Problem details: Your answer must be a single number: how many lines of the data include "TreeError".

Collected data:
// Copyright (c) 2025 Varshith Gudur. Licensed under AGPLv3.
//! Error types.
//!
//! Parse failures and trust failures are fatal to a single check and are
//! kept in separate enums so callers can never confuse "the bytes were
//! garbage" with "the bytes were forged". Per-field lookup problems are not
//! errors at all; they end up in the [`crate::integrity::DiscrepancyReport`].

use thiserror::Error;

use crate::types::principal::Principal;

/// Structural failure while decoding a hash tree (`MalformedTree`).
#[derive(Error, Debug, Clone, PartialEq, Eq)]
pub enum TreeError {
    #[error("CBOR decoding failed: {0}")]
    Cbor(String),

    #[error("Unknown tree node tag: {0}")]
    UnknownTag(i128),

    #[error("Tree node with tag {tag} has {found} elements, expected {expected}")]
    Arity { tag: u8, expected: usize, found: usize },

    #[error("Tree node is not a tagged array")]
    NotAnArray,

    #[error("Expected a byte string in tree node with tag {tag}")]
    ExpectedBytes { tag: u8 },

    #[error("Pruned digest has length {0}, expected 32")]
    DigestLength(usize),

    #[error("Tree nesting exceeds {0} levels")]
    TooDeep(usize),
}

/// Failure to parse a certificate envelope (`MalformedCertificate`).
#[derive(Error, Debug, Clone, PartialEq, Eq)]
pub enum CertificateError {
    #[error("CBOR decoding failed: {0}")]
    Cbor(String),

    #[error("Certificate is not a CBOR map")]
    NotAMap,

    #[error("Missing required field `{0}`")]
    MissingField(&'static str),

    #[error("Field `{0}` has the wrong type")]
    WrongType(&'static str),

    #[error("Signature has length {0}, expected 48")]
    SignatureLength(usize),

    #[error("Malformed tree: {0}")]
    Tree(#[from] TreeError),

    #[error("Malformed subnet id: {0}")]
    SubnetId(#[from] PrincipalError),
}

/// Trust failure: the certificate parsed but must not be believed.
#[derive(Error, Debug, Clone, PartialEq, Eq)]
pub enum VerificationError {
    #[error("Invalid BLS signature")]
    InvalidSignature,

    #[error("Certificate subnet {actual:?} does not match expected subnet {expected}")]
    UnknownSubnet {
        expected: Principal,
        actual: Option<Principal>,
    },

    #[error("Canister {canister_id} is outside the ranges delegated to subnet {subnet_id}")]
    CanisterOutOfRange {
        canister_id: Principal,
        subnet_id: Principal,
    },

    #[error("Certificate time {time_ns}ns is outside [{not_before_ns}ns, {not_after_ns}ns]")]
    ExpiredOrFutureCertificate {
        time_ns: u64,
        not_before_ns: u64,
        not_after_ns: u64,
    },

    #[error("Certificate carries no /time leaf but a time window is required")]
    MissingTime,

    #[error("Delegation certificate has no public key for subnet {0}")]
    MissingDelegationKey(Principal),

    #[error("Delegation chain deeper than {0}")]
    DelegationTooDeep(usize),

    #[error("Invalid public key: {0}")]
    InvalidPublicKey(String),

    #[error("Malformed delegation certificate: {0}")]
    Delegation(#[from] CertificateError),

    #[error("Malformed certified metadata at {path}: {reason}")]
    MalformedMetadata { path: String, reason: String },
}

/// Principal text or byte form is invalid.
#[derive(Error, Debug, Clone, PartialEq, Eq)]
pub enum PrincipalError {
    #[error("Principal is {0} bytes, maximum is 29")]
    TooLong(usize),

    #[error("Invalid principal text: {0}")]
    InvalidText(String),

    #[error("Principal checksum mismatch")]
    Checksum,
}

/// A leaf value could not be decoded to its semantic type.
#[derive(Error, Debug, Clone, PartialEq, Eq)]
pub enum DecodeError {
    #[error("Expected {expected} bytes, found {found}")]
    Length { expected: usize, found: usize },

    #[error("Invalid principal: {0}")]
    Principal(#[from] PrincipalError),

    #[error("Invalid LEB128 number")]
    Leb128,
}

pub type Result<T> = std::result::Result<T, VerificationError>;

/// Failure of the network collaborator. Transient: callers may retry.
#[derive(Error, Debug, Clone, PartialEq, Eq)]
pub enum FetchError {
    #[error("Network error: {0}")]
    Network(String),

    #[error("Request timed out")]
    Timeout,
}

/// Why a single entity's check produced no report.
#[derive(Error, Debug, Clone, PartialEq, Eq)]
pub enum CheckError {
    #[error("Fetch failed: {0}")]
    Fetch(#[from] FetchError),

    #[error("Malformed certificate: {0}")]
    Certificate(#[from] CertificateError),

    #[error("Certificate verification failed: {0}")]
    Verification(VerificationError),
}

impl From<VerificationError> for CheckError {
    fn from(e: VerificationError) -> Self {
        match e {
            // Unparseable delegation: malformed, not untrusted.
            VerificationError::Delegation(inner) => CheckError::Certificate(inner),
            other => CheckError::Verification(other),
        }
    }
}

impl CheckError {
    /// Only transport failures are retryable.
    pub fn is_retryable(&self) -> bool {
        matches!(self, CheckError::Fetch(_))
    }

    /// Signature chain, subnet or time check failed.
    pub fn is_trust_failure(&self) -> bool {
        matches!(self, CheckError::Verification(_))
    }
}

Solution below: 2